Farmers have complained about several incidents of some crop fields being invaded by stalk borers that have attacked their crops at an early stage of growth.
Damage is caused when these worms in their caterpillar stage initially first feed on young leaves and eventually enter into the maize stems.
During the early stage of crop growth, the caterpillars may kill the growing points of the plant, causing what is known as dead heart where the youngest leaves can easily be pulled off.
The director in the agriculture ministry in Zambezi, Matheus Mushabati, confirmed his office received complaints from farmers.
“We received two complaints from farmers and we requested them to bring samples of the soil. One farmer brought a sample and we tested it and found that it was the African stalk borer, and our technicians attended to the situation,” said Mushabati.
He added that the other farmer did not bring back the soil sample as “the worms had disappeared”.
Mushabati stressed that people should not be alarmed, as according to him apart from those two complaints they haven’t received further complaints and that the invasion of crops appeared to have been isolated.

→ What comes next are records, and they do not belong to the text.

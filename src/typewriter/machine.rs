//! The typewriter state machine, without a clock.
//!
//! [`Typewriter::tick`] advances exactly one step. [`Typewriter::next_delay`]
//! says how long the caller should wait before the next tick; the async
//! driver in [`super::driver`] is the only caller that owns a timer.

use super::error::{ConfigProblem, TypewriterError};
use std::time::Duration;

pub const DEFAULT_TYPE_MS: u64 = 80;
pub const DEFAULT_HOLD_MS: u64 = 800;
pub const DEFAULT_DELETE_MS: u64 = 50;

pub const DEFAULT_TYPE_DELAY: Duration = Duration::from_millis(DEFAULT_TYPE_MS);
pub const DEFAULT_HOLD_DELAY: Duration = Duration::from_millis(DEFAULT_HOLD_MS);
pub const DEFAULT_DELETE_DELAY: Duration = Duration::from_millis(DEFAULT_DELETE_MS);

#[derive(Debug, Clone, Copy, Default, PartialEq, Eq)]
pub enum Phase {
    #[default]
    Typing,
    Holding,
    Deleting,
}

/// Delays between ticks for each phase.
#[derive(Debug, Clone, Copy, PartialEq, Eq)]
pub struct Timings {
    pub type_delay: Duration,
    pub hold_delay: Duration,
    pub delete_delay: Duration,
}

impl Default for Timings {
    fn default() -> Self {
        Self {
            type_delay: DEFAULT_TYPE_DELAY,
            hold_delay: DEFAULT_HOLD_DELAY,
            delete_delay: DEFAULT_DELETE_DELAY,
        }
    }
}

impl Timings {
    pub fn from_millis(type_ms: u64, hold_ms: u64, delete_ms: u64) -> Self {
        Self {
            type_delay: Duration::from_millis(type_ms),
            hold_delay: Duration::from_millis(hold_ms),
            delete_delay: Duration::from_millis(delete_ms),
        }
    }

    /// Time for one word of `len` characters to be typed, held and deleted.
    pub fn cycle(&self, len: usize) -> Duration {
        let len = len as u32;
        self.type_delay * len + self.hold_delay + self.delete_delay * len
    }
}

/// A non-empty list of non-empty words. Immutable once built.
#[derive(Debug, Clone, PartialEq, Eq)]
pub struct WordList {
    words: Vec<String>,
}

impl WordList {
    pub fn new<I, S>(words: I) -> Result<Self, TypewriterError>
    where
        I: IntoIterator<Item = S>,
        S: Into<String>,
    {
        let words: Vec<String> = words.into_iter().map(Into::into).collect();
        if words.is_empty() {
            return Err(TypewriterError::InvalidConfiguration(ConfigProblem::EmptyList));
        }
        if let Some(index) = words.iter().position(|w| w.is_empty()) {
            return Err(TypewriterError::InvalidConfiguration(
                ConfigProblem::EmptyWord { index },
            ));
        }
        Ok(Self { words })
    }

    pub fn len(&self) -> usize {
        self.words.len()
    }

    pub fn get(&self, index: usize) -> &str {
        &self.words[index % self.words.len()]
    }
}

/// What a viewer sees after each step.
#[derive(Debug, Clone, Default, PartialEq, Eq)]
pub struct Snapshot {
    pub text: String,
    pub word_index: usize,
    pub phase: Phase,
}

#[derive(Debug, Clone)]
pub struct Typewriter {
    words: WordList,
    timings: Timings,
    word_index: usize,
    phase: Phase,
    /// Counted in chars, never bytes.
    visible_len: usize,
}

impl Typewriter {
    pub fn new(words: WordList, timings: Timings) -> Self {
        Self {
            words,
            timings,
            word_index: 0,
            phase: Phase::Typing,
            visible_len: 0,
        }
    }

    pub fn word_index(&self) -> usize {
        self.word_index
    }

    pub fn phase(&self) -> Phase {
        self.phase
    }

    pub fn visible_len(&self) -> usize {
        self.visible_len
    }

    pub fn current_word(&self) -> &str {
        self.words.get(self.word_index)
    }

    fn current_len(&self) -> usize {
        self.current_word().chars().count()
    }

    /// The first `visible_len` characters of the current word.
    pub fn displayed(&self) -> &str {
        let word = self.current_word();
        match word.char_indices().nth(self.visible_len) {
            Some((end, _)) => &word[..end],
            None => word,
        }
    }

    pub fn snapshot(&self) -> Snapshot {
        Snapshot {
            text: self.displayed().to_string(),
            word_index: self.word_index,
            phase: self.phase,
        }
    }

    pub fn next_delay(&self) -> Duration {
        match self.phase {
            Phase::Typing => self.timings.type_delay,
            Phase::Holding => self.timings.hold_delay,
            Phase::Deleting => self.timings.delete_delay,
        }
    }

    pub fn tick(&mut self) {
        match self.phase {
            Phase::Typing => {
                let len = self.current_len();
                self.visible_len = (self.visible_len + 1).min(len);
                if self.visible_len == len {
                    self.phase = Phase::Holding;
                }
            }
            // The full word stays visible until the first delete tick.
            Phase::Holding => self.phase = Phase::Deleting,
            Phase::Deleting => {
                self.visible_len = self.visible_len.saturating_sub(1);
                if self.visible_len == 0 {
                    self.word_index = (self.word_index + 1) % self.words.len();
                    self.phase = Phase::Typing;
                }
            }
        }
    }
}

“There is nothing serious to worry about and people should not be alarmed. Our technicians are always ready to attend to any complaints, and we have been encouraging farmers to report to technicians should they encounter any problem,” said Mushabati.
However, one of the Zambezi Region’s well-known maize farmers Lennox Kulobone pointed out that his maize is also at an early stage of growth and has also been attacked by the African stalk borer.

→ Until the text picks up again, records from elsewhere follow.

use crate::app::state::AppState;
use crate::ui::page::render_heading;
use crate::ui::theme::Theme;
use ratatui::buffer::Buffer;
use ratatui::prelude::*;
use ratatui::widgets::Paragraph;

pub fn render(buf: &mut Buffer, state: &AppState, theme: &Theme) {
    let layout = &state.page.projects;
    render_heading(buf, layout.heading, "Projects", theme);

    for (i, ((rect, project), desc)) in layout
        .cards
        .iter()
        .zip(&state.config.content.projects)
        .zip(&layout.descs)
        .enumerate()
    {
        // the hovered/selected card is raised
        let raised = state.selected_project == Some(i);
        let block = theme.card_block(raised);
        let inner = block.inner(*rect);
        block.render(*rect, buf);

        let title_style = if raised { theme.heading() } else { theme.title() };
        let mut lines = vec![
            Line::styled(project.tech.as_str(), theme.muted()),
            Line::styled(project.title.as_str(), title_style),
        ];
        lines.extend(desc.iter().map(|l| Line::styled(l.as_str(), theme.text())));
        lines.push(Line::default());
        lines.push(Line::from(vec![
            Span::styled("Demo ↗", theme.link()),
            Span::raw("   "),
            Span::styled("Code ↗", theme.link()),
        ]));
        Paragraph::new(lines).render(inner, buf);
    }
}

Kulobone had initially told New Era he had not experienced the problem, however he had not gone to his field in days as he was busy ploughing elsewhere. He however later called to inform New Era that his field was also under attack from the worms.

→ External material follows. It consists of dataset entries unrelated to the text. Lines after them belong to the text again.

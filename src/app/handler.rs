use crate::app::action::Action;
use crate::app::event::AppEvent;
use crate::app::state::*;
use crate::ui::header::{nav_tab_at, NAV_ROW};
use crate::ui::layout::{compute_layout, PAGE_MARGIN};
use crossterm::event::{
    Event as CEvent, KeyCode, KeyEvent, KeyEventKind, KeyModifiers, MouseButton, MouseEvent,
    MouseEventKind,
};
use ratatui::layout::{Position, Rect};
use tracing::{debug, info};

/// Rows per mouse wheel notch.
const WHEEL_ROWS: i32 = 3;

pub fn handle_event(state: &mut AppState, event: AppEvent) -> Vec<Action> {
    match event {
        AppEvent::Terminal(cevent) => handle_terminal(state, cevent),
        AppEvent::Headline { generation, text } => {
            // stale updates from a superseded run
            if generation == state.headline_generation {
                state.set_headline(text);
            }
            vec![]
        }
        AppEvent::Tick => {
            handle_tick(state);
            vec![]
        }
    }
}

fn handle_tick(state: &mut AppState) {
    let blink = state.cursor_visible();
    state.tick_count = state.tick_count.wrapping_add(1);
    if state.cursor_visible() != blink {
        state.dirty = true;
    }
    if state.step_scroll() {
        state.dirty = true;
    }
    if state.step_bars() {
        state.dirty = true;
    }
}

fn handle_terminal(state: &mut AppState, event: CEvent) -> Vec<Action> {
    match event {
        CEvent::Key(key) if key.kind == KeyEventKind::Press => {
            state.dirty = true;
            handle_key(state, key)
        }
        CEvent::Mouse(mouse) => handle_mouse(state, mouse),
        CEvent::Resize(width, height) => {
            state.resize(width, height);
            vec![]
        }
        _ => vec![],
    }
}

fn handle_key(state: &mut AppState, key: KeyEvent) -> Vec<Action> {
    // Global keybindings
    if key.modifiers.contains(KeyModifiers::CONTROL) && key.code == KeyCode::Char('c') {
        return vec![Action::Quit];
    }

    // The acknowledgment popup swallows the next key
    if state.notice.take().is_some() {
        return vec![];
    }

    if let Some(field) = state.form.active {
        handle_form_key(state, field, key);
        return vec![];
    }

    let page_rows = state.body_height().saturating_sub(1).max(1) as i32;
    match key.code {
        KeyCode::Char('q') => return vec![Action::Quit],
        KeyCode::Char('r') => return vec![Action::RestartHeadline],
        KeyCode::Tab | KeyCode::Right | KeyCode::Char('l') => state.jump_to(state.section.next()),
        KeyCode::BackTab | KeyCode::Left | KeyCode::Char('h') => {
            state.jump_to(state.section.prev())
        }
        KeyCode::Char(c @ '1'..='5') => {
            if let Some(section) = Section::from_index(c as usize - '1' as usize) {
                state.jump_to(section);
            }
        }
        KeyCode::Down | KeyCode::Char('j') => state.scroll_by(1),
        KeyCode::Up | KeyCode::Char('k') => state.scroll_by(-1),
        KeyCode::PageDown | KeyCode::Char(' ') => state.scroll_by(page_rows),
        KeyCode::PageUp => state.scroll_by(-page_rows),
        KeyCode::Home | KeyCode::Char('g') => state.scroll_by(-(state.max_scroll() as i32)),
        KeyCode::End | KeyCode::Char('G') => state.scroll_by(state.max_scroll() as i32),
        KeyCode::Char('[') => state.cycle_project(false),
        KeyCode::Char(']') => state.cycle_project(true),
        KeyCode::Char('t') => state.toggle_theme(),
        KeyCode::Enter => {
            state.form.active = Some(FormField::Name);
            state.jump_to(Section::Contact);
        }
        _ => {}
    }
    vec![]
}

fn handle_form_key(state: &mut AppState, field: FormField, key: KeyEvent) {
    match key.code {
        KeyCode::Esc => state.form.active = None,
        KeyCode::Tab | KeyCode::Down => state.form.focus_next(),
        KeyCode::BackTab | KeyCode::Up => state.form.focus_prev(),
        KeyCode::Enter if field == FormField::Message => submit_form(state),
        KeyCode::Enter => state.form.focus_next(),
        _ => {
            let Some(input) = state.form.active_input() else {
                return;
            };
            match key.code {
                KeyCode::Backspace => input.delete_back(),
                KeyCode::Delete => input.delete_forward(),
                KeyCode::Left => input.move_left(),
                KeyCode::Right => input.move_right(),
                KeyCode::Home => input.move_home(),
                KeyCode::End => input.move_end(),
                KeyCode::Char(c) if !key.modifiers.contains(KeyModifiers::CONTROL) => {
                    input.insert_char(c)
                }
                _ => {}
            }
        }
    }
}

fn submit_form(state: &mut AppState) {
    match state.form.submit() {
        Ok(()) => {
            info!("Contact form submitted locally");
            state.notice = Some(CONTACT_ACK.to_string());
        }
        Err(e) => debug!(error = %e, "Contact form rejected"),
    }
    state.dirty = true;
}

fn handle_mouse(state: &mut AppState, mouse: MouseEvent) -> Vec<Action> {
    let layout = compute_layout(Rect::new(0, 0, state.size.0, state.size.1));
    let point = page_point(state, layout.body, mouse.column, mouse.row);

    match mouse.kind {
        MouseEventKind::ScrollDown => state.scroll_by(WHEEL_ROWS),
        MouseEventKind::ScrollUp => state.scroll_by(-WHEEL_ROWS),
        MouseEventKind::Moved => {
            let hovered = point.and_then(|(x, y)| state.page.project_at(x, y));
            state.select_project(hovered);
        }
        MouseEventKind::Down(MouseButton::Left) => {
            if state.notice.take().is_some() {
                state.dirty = true;
                return vec![];
            }
            if mouse.row == layout.header.y + NAV_ROW {
                if let Some(section) = nav_tab_at(mouse.column) {
                    state.form.active = None;
                    state.jump_to(section);
                }
                return vec![];
            }
            if let Some((x, y)) = point {
                handle_page_click(state, x, y);
            }
        }
        _ => {}
    }
    vec![]
}

fn handle_page_click(state: &mut AppState, x: u16, y: u16) {
    if let Some(field) = state.page.field_at(x, y) {
        state.form.active = Some(field);
    } else if state.page.contact.button.contains(Position::new(x, y)) {
        submit_form(state);
    } else if let Some(index) = state.page.project_at(x, y) {
        state.select_project(Some(index));
    } else {
        state.form.active = None;
    }
    state.dirty = true;
}

/// Map a terminal cell inside the body to page coordinates.
fn page_point(state: &AppState, body: Rect, column: u16, row: u16) -> Option<(u16, u16)> {
    if !body.contains(Position::new(column, row)) {
        return None;
    }
    let x = column.checked_sub(body.x + PAGE_MARGIN)?;
    let y = (row - body.y).saturating_add(state.scroll);
    (x < state.page.width && y < state.page.height).then_some((x, y))
}

#[cfg(test)]
mod tests {
    use super::*;
    use crate::config::AppConfig;
    use crossterm::event::KeyEventState;

    fn state() -> AppState {
        AppState::new(AppConfig::default(), (100, 30))
    }

    fn key(state: &mut AppState, code: KeyCode) -> Vec<Action> {
        handle_event(
            state,
            AppEvent::Terminal(CEvent::Key(KeyEvent::new(code, KeyModifiers::NONE))),
        )
    }

    fn type_text(state: &mut AppState, text: &str) {
        for c in text.chars() {
            key(state, KeyCode::Char(c));
        }
    }

    fn mouse(state: &mut AppState, kind: MouseEventKind, column: u16, row: u16) {
        handle_event(
            state,
            AppEvent::Terminal(CEvent::Mouse(MouseEvent {
                kind,
                column,
                row,
                modifiers: KeyModifiers::NONE,
            })),
        );
    }

    /// Terminal cell for page point `(x, y)` at the current scroll.
    fn screen(state: &AppState, x: u16, y: u16) -> (u16, u16) {
        let body = compute_layout(Rect::new(0, 0, state.size.0, state.size.1)).body;
        (body.x + PAGE_MARGIN + x, body.y + y - state.scroll)
    }

    fn settle(state: &mut AppState) {
        for _ in 0..200 {
            handle_event(state, AppEvent::Tick);
        }
    }

    #[test]
    fn test_quit_keys() {
        let mut state = state();
        assert_eq!(key(&mut state, KeyCode::Char('q')), vec![Action::Quit]);

        state.form.active = Some(FormField::Name);
        let ctrl_c = KeyEvent::new(KeyCode::Char('c'), KeyModifiers::CONTROL);
        let actions = handle_event(&mut state, AppEvent::Terminal(CEvent::Key(ctrl_c)));
        assert_eq!(actions, vec![Action::Quit]);
    }

    #[test]
    fn test_key_release_is_ignored() {
        let mut state = state();
        let release = KeyEvent {
            code: KeyCode::Char('q'),
            modifiers: KeyModifiers::NONE,
            kind: KeyEventKind::Release,
            state: KeyEventState::NONE,
        };
        assert!(handle_event(&mut state, AppEvent::Terminal(CEvent::Key(release))).is_empty());
    }

    #[test]
    fn test_restart_key() {
        let mut state = state();
        assert_eq!(key(&mut state, KeyCode::Char('r')), vec![Action::RestartHeadline]);
    }

    #[test]
    fn test_number_key_scrolls_smoothly_to_section() {
        let mut state = state();
        key(&mut state, KeyCode::Char('3'));
        assert_eq!(state.section, Section::Projects);
        assert_eq!(state.scroll, 0);

        handle_event(&mut state, AppEvent::Tick);
        assert!(state.scroll > 0);
        settle(&mut state);
        assert_eq!(state.scroll, state.page.offset(Section::Projects));
    }

    #[test]
    fn test_tab_cycles_sections() {
        let mut state = state();
        key(&mut state, KeyCode::Tab);
        assert_eq!(state.section, Section::Skills);
        key(&mut state, KeyCode::BackTab);
        key(&mut state, KeyCode::BackTab);
        assert_eq!(state.section, Section::Contact);
    }

    #[test]
    fn test_form_editing_captures_keys() {
        let mut state = state();
        key(&mut state, KeyCode::Enter);
        assert_eq!(state.form.active, Some(FormField::Name));
        assert_eq!(state.section, Section::Contact);

        type_text(&mut state, "qt");
        assert_eq!(state.form.name.text, "qt");
        key(&mut state, KeyCode::Backspace);
        assert_eq!(state.form.name.text, "q");

        key(&mut state, KeyCode::Enter);
        assert_eq!(state.form.active, Some(FormField::Email));
        key(&mut state, KeyCode::Esc);
        assert_eq!(state.form.active, None);
        assert_eq!(key(&mut state, KeyCode::Char('q')), vec![Action::Quit]);
    }

    #[test]
    fn test_submit_shows_ack_and_next_key_dismisses() {
        let mut state = state();
        key(&mut state, KeyCode::Enter);
        type_text(&mut state, "Ada");
        key(&mut state, KeyCode::Tab);
        type_text(&mut state, "ada@example.com");
        key(&mut state, KeyCode::Tab);
        type_text(&mut state, "Hello!");
        key(&mut state, KeyCode::Enter);

        assert_eq!(state.notice.as_deref(), Some(CONTACT_ACK));
        assert!(state.form.name.text.is_empty());
        assert_eq!(state.form.active, None);

        // dismissing does not also act on the key
        assert!(key(&mut state, KeyCode::Char('q')).is_empty());
        assert_eq!(state.notice, None);
    }

    #[test]
    fn test_invalid_submit_keeps_input() {
        let mut state = state();
        key(&mut state, KeyCode::Enter);
        type_text(&mut state, "Ada");
        state.form.active = Some(FormField::Message);
        type_text(&mut state, "hi");
        key(&mut state, KeyCode::Enter);

        assert_eq!(state.notice, None);
        assert_eq!(state.form.error, Some(FormError::Missing(FormField::Email)));
        assert_eq!(state.form.active, Some(FormField::Email));
        assert_eq!(state.form.name.text, "Ada");
    }

    #[test]
    fn test_stale_headline_updates_are_ignored() {
        let mut state = state();
        state.headline_generation = 2;
        handle_event(
            &mut state,
            AppEvent::Headline {
                generation: 1,
                text: "Old".into(),
            },
        );
        assert_eq!(state.headline, "");
        handle_event(
            &mut state,
            AppEvent::Headline {
                generation: 2,
                text: "N".into(),
            },
        );
        assert_eq!(state.headline, "N");
        assert!(state.dirty);
    }

    #[test]
    fn test_blink_marks_dirty() {
        let mut state = state();
        // bars already full, so only the cursor can mark the frame dirty
        state.bar_fill = state.config.content.skills.iter().map(|s| s.pct).collect();
        state.dirty = false;
        handle_event(&mut state, AppEvent::Tick);
        assert!(!state.dirty);
        for _ in 0..9 {
            handle_event(&mut state, AppEvent::Tick);
        }
        assert!(!state.cursor_visible());
        assert!(state.dirty);
    }

    #[test]
    fn test_click_nav_tab() {
        let mut state = state();
        let header = compute_layout(Rect::new(0, 0, 100, 30)).header;
        // " Projects " is the third tab
        let column = PAGE_MARGIN + " About ".len() as u16 + 1 + " Skills ".len() as u16 + 1 + 2;
        mouse(
            &mut state,
            MouseEventKind::Down(MouseButton::Left),
            column,
            header.y + NAV_ROW,
        );
        assert_eq!(state.section, Section::Projects);
        assert!(state.scroll_target > 0);
    }

    #[test]
    fn test_hover_raises_project_card() {
        let mut state = state();
        state.scroll_by(state.page.offset(Section::Projects) as i32);
        let card = state.page.projects.cards[1];
        let (column, row) = screen(&state, card.x + 1, card.y + 1);

        mouse(&mut state, MouseEventKind::Moved, column, row);
        assert_eq!(state.selected_project, Some(1));

        let (column, row) = screen(&state, 0, state.page.projects.heading.y);
        mouse(&mut state, MouseEventKind::Moved, column, row);
        assert_eq!(state.selected_project, None);
    }

    #[test]
    fn test_click_focuses_form_field() {
        let mut state = state();
        state.scroll_by(state.max_scroll() as i32);
        let field = state.page.contact.fields[1];
        let (column, row) = screen(&state, field.x + 1, field.y + 1);

        mouse(&mut state, MouseEventKind::Down(MouseButton::Left), column, row);
        assert_eq!(state.form.active, Some(FormField::Email));
    }

    #[test]
    fn test_wheel_scrolls() {
        let mut state = state();
        mouse(&mut state, MouseEventKind::ScrollDown, 10, 10);
        assert_eq!(state.scroll, WHEEL_ROWS as u16);
        mouse(&mut state, MouseEventKind::ScrollUp, 10, 10);
        assert_eq!(state.scroll, 0);
    }

    #[test]
    fn test_resize_relayouts() {
        let mut state = state();
        let tall = state.page.height;
        handle_event(&mut state, AppEvent::Terminal(CEvent::Resize(40, 20)));
        assert_eq!(state.size, (40, 20));
        assert!(state.page.height > tall);
    }
}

“It has become a problem and we need the ministry of agriculture to come and help us,” pleaded Kulobone.
Following good rains in the months of December and January, farmers have grasped the opportunity to start ploughing and planting maize with the hope of having a good harvest. Kulobone however is of the opinion that there are various factors that might serve as setbacks.
“We are very thankful for the rains but one major setback we are facing is that the seeds are very expensive – 10kg is going at about N$560 at Kamunu, which is too expensive. Which means if you have a lot of hectares you will have to spend a lot. As a result some of us will not plough all our fields,” said Kulobone.
He added that while they are thankful for the good rains there are also challenges when it rains too much.
“When it rains too much it means there will be a lot of weeds in the fields, and we will have to spend a lot on paying people to come and do the weeding,” elaborated Kulobone.
The Etunda Agricultural Project in Omusati has also experienced an outbreak of so-called American bollworms.